-- WHAT THE EXERCISE ASKS --
Check each line of the data, and copy those where "class" appears.

-- DATA UNDER STUDY follows --

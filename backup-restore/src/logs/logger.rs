use tracing::{error, info, warn};

use crate::error::BrError;
use crate::logs::base::{LogChannel, LogLevel};
use crate::types::TenantId;

/// Writes operator-facing messages to the process log and to the [`LogChannel`].
///
/// Channel failures are reported as warnings and never interrupt the operation.
#[derive(Debug, Clone)]
pub struct OperationLogger<L> {
    channel: L,
    tenant: TenantId,
}

impl<L> OperationLogger<L>
where
    L: LogChannel,
{
    pub fn new(channel: L, tenant: TenantId) -> Self {
        Self { channel, tenant }
    }

    pub fn channel(&self) -> &L {
        &self.channel
    }

    pub async fn log(&self, message: &str) {
        info!(tenant_id = %self.tenant, "{message}");
        self.publish(LogLevel::Info, message, None).await;
    }

    pub async fn warn(&self, message: &str) {
        warn!(tenant_id = %self.tenant, "{message}");
        self.publish(LogLevel::Warn, message, None).await;
    }

    /// Logs `message` together with the summary of `err`.
    pub async fn log_error(&self, message: &str, err: &BrError) {
        error!(tenant_id = %self.tenant, error = %err, "{message}");
        let summary = err.summary();
        self.publish(LogLevel::Error, message, Some(&summary)).await;
    }

    async fn publish(&self, level: LogLevel, message: &str, error: Option<&str>) {
        if let Err(err) = self.channel.publish(level, message, error).await {
            warn!(
                tenant_id = %self.tenant,
                error = %err,
                "failed to publish log entry"
            );
        }
    }
}
use std::collections::HashMap;

use fred::prelude::{HashesInterface, ListInterface, SetsInterface, SortedSetsInterface};
use serde::Deserialize;
use serde_json::Value;
use tracing::warn;

use crate::br_error;
use crate::error::{BrResult, ErrorKind};
use crate::jobs::base::{Job, JobRegistry, JobSet};
use crate::redis::RedisClient;

/// Set of worker process identities.
const PROCESSES_KEY: &str = "processes";
/// Set of queue names.
const QUEUES_KEY: &str = "queues";
const RETRY_KEY: &str = "retry";
const SCHEDULE_KEY: &str = "schedule";
const DEAD_KEY: &str = "dead";

/// Suffixes of the per-process hashes describing executing jobs.
///
/// Older worker versions write `{process}:workers`, newer ones `{process}:work`.
const WORK_HASH_SUFFIXES: [&str; 2] = ["workers", "work"];

/// Entry of a per-process work hash describing one executing job.
#[derive(Debug, Deserialize)]
struct WorkEntry {
    #[serde(default)]
    queue: Option<String>,
    payload: Value,
}

/// [`JobRegistry`] reading the conventional Redis worker layout.
///
/// Executing jobs live in the `{process}:workers` or `{process}:work` hashes of the
/// processes listed in the `processes` set. Pending jobs live in `queue:{name}` lists,
/// and failed or delayed jobs in the `retry`, `schedule` and `dead` sorted sets.
#[derive(Clone)]
pub struct RedisJobRegistry {
    client: RedisClient,
}

impl RedisJobRegistry {
    pub fn new(client: RedisClient) -> Self {
        Self { client }
    }

    async fn raw_members(&self, set: &JobSet) -> BrResult<Vec<String>> {
        let pool = self.client.pool();

        let members: Vec<String> = match set {
            JobSet::Queue(name) => pool.lrange(queue_key(name), 0, -1).await?,
            JobSet::Retry => pool.zrange(RETRY_KEY, 0, -1, None, false, None, false).await?,
            JobSet::Scheduled => {
                pool.zrange(SCHEDULE_KEY, 0, -1, None, false, None, false)
                    .await?
            }
            JobSet::Dead => pool.zrange(DEAD_KEY, 0, -1, None, false, None, false).await?,
        };

        Ok(members)
    }
}

impl JobRegistry for RedisJobRegistry {
    async fn running_jobs(&self) -> BrResult<Vec<Job>> {
        let pool = self.client.pool();
        let processes: Vec<String> = pool.smembers(PROCESSES_KEY).await?;

        let mut jobs = Vec::new();
        for process in processes {
            for key in work_hash_keys(&process) {
                let work: HashMap<String, String> = pool.hgetall(key).await?;
                jobs.extend(executing_jobs(&process, work));
            }
        }

        Ok(jobs)
    }

    async fn queue_names(&self) -> BrResult<Vec<String>> {
        let mut names: Vec<String> = self.client.pool().smembers(QUEUES_KEY).await?;
        names.sort();

        Ok(names)
    }

    async fn jobs(&self, set: &JobSet) -> BrResult<Vec<Job>> {
        let mut jobs = Vec::new();
        for raw in self.raw_members(set).await? {
            match parse_member(raw) {
                Ok(job) => jobs.push(job),
                Err(err) => warn!(%set, error = %err, "skipping unreadable job"),
            }
        }

        Ok(jobs)
    }

    /// Removes the member `job` was read from.
    ///
    /// Jobs not read through [`JobRegistry::jobs`] have no member attached and are looked
    /// up by id.
    async fn delete_job(&self, set: &JobSet, job: &Job) -> BrResult<bool> {
        let raw = match &job.raw {
            Some(raw) => raw.clone(),
            None => {
                let found = self.raw_members(set).await?.into_iter().find(|raw| {
                    serde_json::from_str::<Job>(raw)
                        .map(|candidate| candidate.id == job.id)
                        .unwrap_or(false)
                });

                match found {
                    Some(raw) => raw,
                    None => return Ok(false),
                }
            }
        };

        let pool = self.client.pool();
        let removed: i64 = match set {
            JobSet::Queue(name) => pool.lrem(queue_key(name), 1, raw).await?,
            JobSet::Retry => pool.zrem(RETRY_KEY, raw).await?,
            JobSet::Scheduled => pool.zrem(SCHEDULE_KEY, raw).await?,
            JobSet::Dead => pool.zrem(DEAD_KEY, raw).await?,
        };

        Ok(removed > 0)
    }
}

fn queue_key(name: &str) -> String {
    format!("queue:{name}")
}

fn work_hash_keys(process: &str) -> [String; 2] {
    WORK_HASH_SUFFIXES.map(|suffix| format!("{process}:{suffix}"))
}

/// Converts the entries of one work hash into jobs.
fn executing_jobs(process: &str, work: HashMap<String, String>) -> Vec<Job> {
    work.into_iter()
        .map(|(thread, raw)| match parse_work_entry(&raw) {
            Ok(job) => job,
            Err(err) => {
                // An unreadable entry is still an executing job.
                warn!(%process, %thread, error = %err, "unreadable work entry");
                Job {
                    id: format!("{process}:{thread}"),
                    class: String::new(),
                    queue: None,
                    args: Vec::new(),
                    raw: None,
                }
            }
        })
        .collect()
}

/// Parses a queue or sorted set member, keeping the member for deletion.
fn parse_member(raw: String) -> BrResult<Job> {
    let mut job: Job = serde_json::from_str(&raw)?;
    job.raw = Some(raw);

    Ok(job)
}

/// Parses a work entry whose payload is either a JSON object or a JSON encoded string.
fn parse_work_entry(raw: &str) -> BrResult<Job> {
    let entry: WorkEntry = serde_json::from_str(raw)?;

    let mut job: Job = match entry.payload {
        Value::String(payload) => serde_json::from_str(&payload)?,
        payload @ Value::Object(_) => serde_json::from_value(payload)?,
        other => {
            return Err(br_error!(
                ErrorKind::JobRegistryFailed,
                "Work entry payload is not a job",
                other.to_string()
            ));
        }
    };

    if job.queue.is_none() {
        job.queue = entry.queue;
    }

    Ok(job)
}

#[cfg(test)]
mod tests {
    use super::*;

    #[test]
    fn parses_string_and_object_payloads() {
        let encoded = r#"{"queue":"default","run_at":1,"payload":"{\"class\":\"Jobs::ProcessPost\",\"jid\":\"a\",\"args\":[{\"current_tenant_id\":\"default\"}]}"}"#;
        let inline = r#"{"queue":"low","payload":{"class":"Jobs::Heartbeat","jid":"b","args":[{"all_tenants":true}]}}"#;

        let encoded = parse_work_entry(encoded).unwrap();
        let inline = parse_work_entry(inline).unwrap();

        assert_eq!(encoded.id, "a");
        assert_eq!(encoded.queue.as_deref(), Some("default"));
        assert_eq!(encoded.tenant_tag(), Some("default"));
        assert!(inline.is_for_all_tenants());
        assert_eq!(inline.queue.as_deref(), Some("low"));
    }

    #[test]
    fn reads_both_work_hash_layouts() {
        assert_eq!(
            work_hash_keys("localhost:7890"),
            ["localhost:7890:workers", "localhost:7890:work"]
        );
    }

    #[test]
    fn work_hash_entries_become_executing_jobs() {
        let work = HashMap::from([
            (
                "444".to_string(),
                r#"{"queue":"default","run_at":1700000000,"payload":"{\"class\":\"Jobs::ProcessPost\",\"jid\":\"c\",\"args\":[{\"post_id\":1,\"current_tenant_id\":\"default\"}]}"}"#
                    .to_string(),
            ),
            ("445".to_string(), "not json".to_string()),
        ]);

        let mut jobs = executing_jobs("localhost:7890", work);
        jobs.sort_by(|a, b| a.id.cmp(&b.id));

        assert_eq!(jobs.len(), 2);
        assert_eq!(jobs[0].id, "c");
        assert_eq!(jobs[0].tenant_tag(), Some("default"));
        // Unreadable entries count as untagged, so they block every tenant.
        assert_eq!(jobs[1].id, "localhost:7890:445");
        assert_eq!(jobs[1].tenant_tag(), None);
    }

    #[test]
    fn members_keep_their_exact_encoding() {
        let raw = r#"{"retry":true,"class":"Jobs::ProcessPost","jid":"d","args":[{"current_tenant_id":"default"}],"error_message":"boom"}"#;

        let job = parse_member(raw.to_string()).unwrap();

        assert_eq!(job.id, "d");
        assert_eq!(job.raw.as_deref(), Some(raw));
        assert!(parse_member("[]".to_string()).is_err());
    }

    #[test]
    fn rejects_non_job_payloads() {
        let err = parse_work_entry(r#"{"payload":42}"#).unwrap_err();

        assert_eq!(err.kind(), ErrorKind::JobRegistryFailed);
    }
}
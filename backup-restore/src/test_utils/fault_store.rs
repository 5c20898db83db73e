use std::sync::Arc;

use crate::bail;
use crate::error::{BrResult, ErrorKind};
use crate::store::base::CoordinationStore;

/// What a faulty call does.
#[derive(Debug, Clone, Copy, PartialEq, Eq)]
pub enum FaultType {
    Error,
    Panic,
}

/// Faults injected per store method.
///
/// With `key_suffix` set, only calls on keys ending with it are affected.
#[derive(Debug, Clone, Default)]
pub struct FaultConfig {
    pub get: Option<FaultType>,
    pub set: Option<FaultType>,
    pub set_if_absent: Option<FaultType>,
    pub delete: Option<FaultType>,
    pub keys: Option<FaultType>,
    pub key_suffix: Option<String>,
}

/// [`CoordinationStore`] wrapper that fails chosen calls.
#[derive(Debug, Clone)]
pub struct FaultInjectingStore<S> {
    inner: S,
    config: Arc<FaultConfig>,
}

impl<S> FaultInjectingStore<S> {
    pub fn wrap(inner: S, config: FaultConfig) -> Self {
        Self {
            inner,
            config: Arc::new(config),
        }
    }

    pub fn get_inner(&self) -> &S {
        &self.inner
    }

    fn trigger(&self, fault: Option<FaultType>, method: &str, key: &str) -> BrResult<()> {
        let Some(fault) = fault else {
            return Ok(());
        };

        if let Some(suffix) = &self.config.key_suffix
            && !key.ends_with(suffix.as_str())
        {
            return Ok(());
        }

        match fault {
            FaultType::Error => bail!(
                ErrorKind::CoordinationStoreFailed,
                "Injected store failure",
                format!("{method} `{key}`")
            ),
            FaultType::Panic => panic!("injected store panic in {method} `{key}`"),
        }
    }
}

impl<S> CoordinationStore for FaultInjectingStore<S>
where
    S: CoordinationStore + Sync,
{
    async fn get(&self, key: &str) -> BrResult<Option<String>> {
        self.trigger(self.config.get, "get", key)?;
        self.inner.get(key).await
    }

    async fn set(&self, key: &str, value: &str) -> BrResult<()> {
        self.trigger(self.config.set, "set", key)?;
        self.inner.set(key, value).await
    }

    async fn set_if_absent(&self, key: &str, value: &str) -> BrResult<bool> {
        self.trigger(self.config.set_if_absent, "set_if_absent", key)?;
        self.inner.set_if_absent(key, value).await
    }

    async fn delete(&self, key: &str) -> BrResult<bool> {
        self.trigger(self.config.delete, "delete", key)?;
        self.inner.delete(key).await
    }

    async fn keys(&self, prefix: &str) -> BrResult<Vec<String>> {
        self.trigger(self.config.keys, "keys", prefix)?;
        self.inner.keys(prefix).await
    }
}
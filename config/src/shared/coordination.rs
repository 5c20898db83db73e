use secrecy::SecretString;
use serde::Deserialize;

use crate::shared::ValidationError;

/// Backend holding the cross-process coordination flags and the log channel.
#[derive(Debug, Clone, Default, Deserialize)]
#[serde(rename_all = "snake_case", tag = "type")]
pub enum CoordinationStoreConfig {
    /// Process-local store, only useful for tests and single-process embedding.
    #[default]
    Memory,
    /// Redis server shared by every worker process.
    Redis(RedisConfig),
}

impl CoordinationStoreConfig {
    pub fn validate(&self) -> Result<(), ValidationError> {
        match self {
            CoordinationStoreConfig::Memory => Ok(()),
            CoordinationStoreConfig::Redis(config) => config.validate(),
        }
    }
}

/// Connection settings for the Redis coordination store.
#[derive(Debug, Clone, Deserialize)]
#[serde(rename_all = "snake_case")]
pub struct RedisConfig {
    /// Host on which Redis is running.
    #[serde(default = "default_redis_host")]
    pub host: String,
    /// Port on which Redis is running.
    #[serde(default = "default_redis_port")]
    pub port: u16,
    /// Redis user name.
    pub username: Option<String>,
    /// Redis password, optional when using trust authentication.
    pub password: Option<SecretString>,
    /// Number of pooled connections.
    #[serde(default = "default_redis_pool_size")]
    pub pool_size: usize,
}

impl RedisConfig {
    pub const DEFAULT_HOST: &'static str = "127.0.0.1";

    pub const DEFAULT_PORT: u16 = 6379;

    pub const DEFAULT_POOL_SIZE: usize = 5;

    pub fn validate(&self) -> Result<(), ValidationError> {
        if self.pool_size == 0 {
            return Err(ValidationError::InvalidFieldValue {
                field: "coordination.pool_size".to_string(),
                constraint: "must be greater than 0".to_string(),
            });
        }

        Ok(())
    }
}

fn default_redis_host() -> String {
    RedisConfig::DEFAULT_HOST.to_string()
}

fn default_redis_port() -> u16 {
    RedisConfig::DEFAULT_PORT
}

fn default_redis_pool_size() -> usize {
    RedisConfig::DEFAULT_POOL_SIZE
}

#[cfg(test)]
mod tests {
    use super::*;

    #[test]
    fn redis_defaults_are_applied() {
        let config: CoordinationStoreConfig =
            serde_json::from_str(r#"{"type": "redis"}"#).unwrap();

        let CoordinationStoreConfig::Redis(redis) = config else {
            panic!("expected a redis configuration");
        };
        assert_eq!(redis.host, "127.0.0.1");
        assert_eq!(redis.port, 6379);
        assert_eq!(redis.pool_size, 5);
        assert!(redis.password.is_none());
    }

    #[test]
    fn empty_pool_is_rejected() {
        let config: CoordinationStoreConfig =
            serde_json::from_str(r#"{"type": "redis", "pool_size": 0}"#).unwrap();

        assert!(matches!(
            config.validate(),
            Err(ValidationError::InvalidFieldValue { .. })
        ));
    }
}
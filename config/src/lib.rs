//! Configuration types and loading for the backup and restore orchestration.

mod environment;
mod load;
pub mod shared;

pub use environment::Environment;
pub use load::{Config, LoadConfigError, load_config, load_config_from};
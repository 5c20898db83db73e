use serde_json::json;
use uuid::Uuid;

use crate::jobs::base::{ALL_TENANTS_KEY, Job, TENANT_TAG_KEY};

fn job(queue: &str, first_arg: serde_json::Value) -> Job {
    Job {
        id: Uuid::new_v4().simple().to_string(),
        class: "Jobs::ProcessPost".to_string(),
        queue: Some(queue.to_string()),
        args: vec![first_arg],
        raw: None,
    }
}

/// Job tagged with `tenant`.
pub fn tenant_job(queue: &str, tenant: &str) -> Job {
    job(queue, json!({ TENANT_TAG_KEY: tenant, "post_id": 1 }))
}

/// Job carrying the all-tenants marker.
pub fn all_tenants_job(queue: &str) -> Job {
    job(queue, json!({ ALL_TENANTS_KEY: true }))
}

/// Job with no tenant information.
pub fn untagged_job(queue: &str) -> Job {
    job(queue, json!({ "post_id": 1 }))
}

-- DATA UNDER STUDY concluded --

-- EXERCISE RESPONSE --
                    class: String::new(),
        let encoded = r#"{"queue":"default","run_at":1,"payload":"{\"class\":\"Jobs::ProcessPost\",\"jid\":\"a\",\"args\":[{\"current_tenant_id\":\"default\"}]}"}"#;
        let inline = r#"{"queue":"low","payload":{"class":"Jobs::Heartbeat","jid":"b","args":[{"all_tenants":true}]}}"#;
                r#"{"queue":"default","run_at":1700000000,"payload":"{\"class\":\"Jobs::ProcessPost\",\"jid\":\"c\",\"args\":[{\"post_id\":1,\"current_tenant_id\":\"default\"}]}"}"#
        let raw = r#"{"retry":true,"class":"Jobs::ProcessPost","jid":"d","args":[{"current_tenant_id":"default"}],"error_message":"boom"}"#;
        class: "Jobs::ProcessPost".to_string(),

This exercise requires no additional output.